■ **EXERCISE DIRECTIONS**: Only the lines of the data holding the string "ResponseFuture" need to be returned.

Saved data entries
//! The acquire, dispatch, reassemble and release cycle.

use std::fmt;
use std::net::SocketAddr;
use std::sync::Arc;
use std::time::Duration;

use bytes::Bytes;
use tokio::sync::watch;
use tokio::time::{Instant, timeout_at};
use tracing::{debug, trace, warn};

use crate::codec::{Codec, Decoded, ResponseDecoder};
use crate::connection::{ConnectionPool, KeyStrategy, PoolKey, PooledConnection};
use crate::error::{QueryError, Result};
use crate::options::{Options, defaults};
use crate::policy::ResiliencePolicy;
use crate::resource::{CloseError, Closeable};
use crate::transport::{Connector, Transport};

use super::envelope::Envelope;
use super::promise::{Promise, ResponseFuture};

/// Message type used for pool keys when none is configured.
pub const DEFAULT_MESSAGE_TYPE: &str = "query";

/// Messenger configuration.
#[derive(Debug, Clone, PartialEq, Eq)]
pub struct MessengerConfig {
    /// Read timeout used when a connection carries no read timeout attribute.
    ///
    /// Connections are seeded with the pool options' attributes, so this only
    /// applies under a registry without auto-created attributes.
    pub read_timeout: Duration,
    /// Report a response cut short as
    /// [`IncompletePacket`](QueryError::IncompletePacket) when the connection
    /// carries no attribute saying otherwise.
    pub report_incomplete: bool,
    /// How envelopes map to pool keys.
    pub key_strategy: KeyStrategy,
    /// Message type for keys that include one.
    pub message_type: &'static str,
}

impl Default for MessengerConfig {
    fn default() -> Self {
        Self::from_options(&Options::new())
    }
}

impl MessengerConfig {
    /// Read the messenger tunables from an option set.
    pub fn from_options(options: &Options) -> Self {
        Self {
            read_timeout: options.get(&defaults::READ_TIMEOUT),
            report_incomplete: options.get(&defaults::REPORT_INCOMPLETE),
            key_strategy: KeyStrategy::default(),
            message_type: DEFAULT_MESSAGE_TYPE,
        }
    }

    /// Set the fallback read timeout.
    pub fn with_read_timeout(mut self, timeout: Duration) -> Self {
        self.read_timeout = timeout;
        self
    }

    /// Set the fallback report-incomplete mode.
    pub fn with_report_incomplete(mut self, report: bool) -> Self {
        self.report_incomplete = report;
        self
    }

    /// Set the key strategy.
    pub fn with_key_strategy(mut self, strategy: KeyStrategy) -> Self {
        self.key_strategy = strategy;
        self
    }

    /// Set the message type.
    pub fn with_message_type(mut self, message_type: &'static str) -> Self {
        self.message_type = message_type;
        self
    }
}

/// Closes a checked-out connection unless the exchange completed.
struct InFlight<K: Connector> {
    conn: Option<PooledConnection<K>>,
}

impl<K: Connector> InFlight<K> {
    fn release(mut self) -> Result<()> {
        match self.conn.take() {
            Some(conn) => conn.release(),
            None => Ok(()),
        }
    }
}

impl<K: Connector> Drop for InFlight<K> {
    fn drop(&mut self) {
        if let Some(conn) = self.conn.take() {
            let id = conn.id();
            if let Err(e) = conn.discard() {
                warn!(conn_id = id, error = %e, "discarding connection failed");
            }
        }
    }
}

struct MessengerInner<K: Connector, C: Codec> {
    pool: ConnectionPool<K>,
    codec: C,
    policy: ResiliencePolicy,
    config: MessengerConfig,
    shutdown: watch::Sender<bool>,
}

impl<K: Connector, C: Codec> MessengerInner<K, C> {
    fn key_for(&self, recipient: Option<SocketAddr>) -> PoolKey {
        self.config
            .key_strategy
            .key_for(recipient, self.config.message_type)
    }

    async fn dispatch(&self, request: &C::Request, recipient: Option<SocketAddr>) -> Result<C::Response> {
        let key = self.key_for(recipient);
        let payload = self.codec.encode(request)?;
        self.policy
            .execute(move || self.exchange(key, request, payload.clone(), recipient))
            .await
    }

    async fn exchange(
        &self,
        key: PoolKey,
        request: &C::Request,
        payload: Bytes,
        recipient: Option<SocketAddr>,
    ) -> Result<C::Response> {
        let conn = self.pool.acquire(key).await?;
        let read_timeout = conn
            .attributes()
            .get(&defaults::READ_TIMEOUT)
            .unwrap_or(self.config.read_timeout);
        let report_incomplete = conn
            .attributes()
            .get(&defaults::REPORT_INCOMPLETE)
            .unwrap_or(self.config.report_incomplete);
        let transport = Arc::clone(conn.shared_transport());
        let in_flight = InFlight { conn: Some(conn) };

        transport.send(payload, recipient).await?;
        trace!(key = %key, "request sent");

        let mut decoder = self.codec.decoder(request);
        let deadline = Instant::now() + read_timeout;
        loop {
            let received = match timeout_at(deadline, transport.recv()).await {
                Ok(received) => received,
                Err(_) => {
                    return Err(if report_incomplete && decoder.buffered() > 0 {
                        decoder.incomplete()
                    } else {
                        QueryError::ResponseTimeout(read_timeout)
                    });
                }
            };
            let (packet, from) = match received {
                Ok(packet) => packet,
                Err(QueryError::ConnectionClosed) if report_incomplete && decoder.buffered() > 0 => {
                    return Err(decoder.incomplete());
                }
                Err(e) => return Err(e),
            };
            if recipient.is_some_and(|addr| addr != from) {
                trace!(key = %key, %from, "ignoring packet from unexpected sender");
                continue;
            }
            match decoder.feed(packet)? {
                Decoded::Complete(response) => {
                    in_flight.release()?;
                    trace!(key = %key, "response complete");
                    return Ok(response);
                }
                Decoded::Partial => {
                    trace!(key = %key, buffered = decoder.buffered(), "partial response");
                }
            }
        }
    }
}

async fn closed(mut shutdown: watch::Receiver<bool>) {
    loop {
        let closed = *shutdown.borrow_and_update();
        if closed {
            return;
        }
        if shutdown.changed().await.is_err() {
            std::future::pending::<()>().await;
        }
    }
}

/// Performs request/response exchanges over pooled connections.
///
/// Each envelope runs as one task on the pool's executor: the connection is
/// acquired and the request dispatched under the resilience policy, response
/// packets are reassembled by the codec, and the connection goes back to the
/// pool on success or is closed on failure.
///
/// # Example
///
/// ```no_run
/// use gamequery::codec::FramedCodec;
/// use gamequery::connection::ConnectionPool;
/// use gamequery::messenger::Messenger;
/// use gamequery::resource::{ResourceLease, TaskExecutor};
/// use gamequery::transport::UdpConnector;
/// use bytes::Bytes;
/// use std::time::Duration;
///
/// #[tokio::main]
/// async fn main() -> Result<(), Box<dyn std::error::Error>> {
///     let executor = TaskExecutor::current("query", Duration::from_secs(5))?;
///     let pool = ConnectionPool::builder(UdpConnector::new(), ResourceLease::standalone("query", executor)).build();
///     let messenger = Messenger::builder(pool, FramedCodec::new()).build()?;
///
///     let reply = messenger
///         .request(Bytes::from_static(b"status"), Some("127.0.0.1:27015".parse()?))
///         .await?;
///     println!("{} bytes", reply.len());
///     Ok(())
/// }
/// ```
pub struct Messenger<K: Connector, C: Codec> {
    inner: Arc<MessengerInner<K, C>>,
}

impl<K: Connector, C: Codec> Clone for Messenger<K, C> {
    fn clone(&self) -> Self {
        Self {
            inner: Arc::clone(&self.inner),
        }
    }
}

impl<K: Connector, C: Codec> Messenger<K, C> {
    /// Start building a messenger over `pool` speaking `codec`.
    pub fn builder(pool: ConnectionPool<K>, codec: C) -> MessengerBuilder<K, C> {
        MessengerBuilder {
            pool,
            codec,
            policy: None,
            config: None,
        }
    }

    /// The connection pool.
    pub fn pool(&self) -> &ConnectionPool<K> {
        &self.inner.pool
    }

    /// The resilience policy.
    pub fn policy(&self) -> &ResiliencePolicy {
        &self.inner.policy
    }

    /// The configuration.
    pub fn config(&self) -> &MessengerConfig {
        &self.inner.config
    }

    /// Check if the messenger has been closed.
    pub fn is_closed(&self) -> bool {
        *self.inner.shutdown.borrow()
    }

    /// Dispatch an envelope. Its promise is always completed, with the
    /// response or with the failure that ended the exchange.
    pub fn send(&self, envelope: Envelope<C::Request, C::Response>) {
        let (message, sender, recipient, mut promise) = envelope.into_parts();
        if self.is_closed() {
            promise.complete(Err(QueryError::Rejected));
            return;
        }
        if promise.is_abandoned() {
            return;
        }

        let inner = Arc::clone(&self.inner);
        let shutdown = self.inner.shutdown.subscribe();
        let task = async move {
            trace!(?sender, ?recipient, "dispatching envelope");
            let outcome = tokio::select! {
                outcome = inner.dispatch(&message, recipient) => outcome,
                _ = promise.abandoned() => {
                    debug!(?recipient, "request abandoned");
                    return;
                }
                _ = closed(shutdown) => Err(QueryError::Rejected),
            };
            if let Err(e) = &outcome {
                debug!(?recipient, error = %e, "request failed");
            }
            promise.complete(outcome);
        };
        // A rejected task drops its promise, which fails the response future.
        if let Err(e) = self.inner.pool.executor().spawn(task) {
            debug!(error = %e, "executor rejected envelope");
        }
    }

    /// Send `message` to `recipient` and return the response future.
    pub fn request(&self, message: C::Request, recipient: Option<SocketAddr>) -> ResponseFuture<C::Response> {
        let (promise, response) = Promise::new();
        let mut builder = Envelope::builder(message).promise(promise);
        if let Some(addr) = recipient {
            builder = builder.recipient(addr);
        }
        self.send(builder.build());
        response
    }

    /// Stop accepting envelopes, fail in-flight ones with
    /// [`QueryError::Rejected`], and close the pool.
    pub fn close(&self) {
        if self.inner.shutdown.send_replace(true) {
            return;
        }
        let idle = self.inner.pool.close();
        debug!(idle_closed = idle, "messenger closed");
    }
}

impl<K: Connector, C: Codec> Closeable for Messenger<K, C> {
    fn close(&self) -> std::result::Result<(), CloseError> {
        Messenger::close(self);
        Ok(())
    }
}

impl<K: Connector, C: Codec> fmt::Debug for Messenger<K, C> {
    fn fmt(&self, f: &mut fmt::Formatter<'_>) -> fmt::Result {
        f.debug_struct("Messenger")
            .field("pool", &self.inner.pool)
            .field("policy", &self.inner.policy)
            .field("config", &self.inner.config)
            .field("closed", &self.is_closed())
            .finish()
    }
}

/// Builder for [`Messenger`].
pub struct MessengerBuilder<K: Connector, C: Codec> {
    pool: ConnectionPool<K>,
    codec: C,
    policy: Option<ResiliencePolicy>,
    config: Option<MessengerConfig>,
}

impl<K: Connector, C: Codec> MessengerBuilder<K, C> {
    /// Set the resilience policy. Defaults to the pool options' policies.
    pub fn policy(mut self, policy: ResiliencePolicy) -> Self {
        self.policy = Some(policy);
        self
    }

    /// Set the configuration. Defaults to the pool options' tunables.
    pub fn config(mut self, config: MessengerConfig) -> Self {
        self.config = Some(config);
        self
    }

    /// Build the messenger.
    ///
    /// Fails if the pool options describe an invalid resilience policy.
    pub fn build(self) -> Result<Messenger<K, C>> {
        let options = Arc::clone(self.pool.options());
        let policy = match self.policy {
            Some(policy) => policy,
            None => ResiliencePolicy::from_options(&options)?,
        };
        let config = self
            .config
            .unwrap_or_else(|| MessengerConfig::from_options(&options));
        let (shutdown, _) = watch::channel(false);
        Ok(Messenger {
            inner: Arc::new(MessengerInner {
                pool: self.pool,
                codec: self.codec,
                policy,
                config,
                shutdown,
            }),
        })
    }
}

■ **EXPECTED OUTPUT**:
use super::promise::{Promise, ResponseFuture};
    pub fn request(&self, message: C::Request, recipient: Option<SocketAddr>) -> ResponseFuture<C::Response> {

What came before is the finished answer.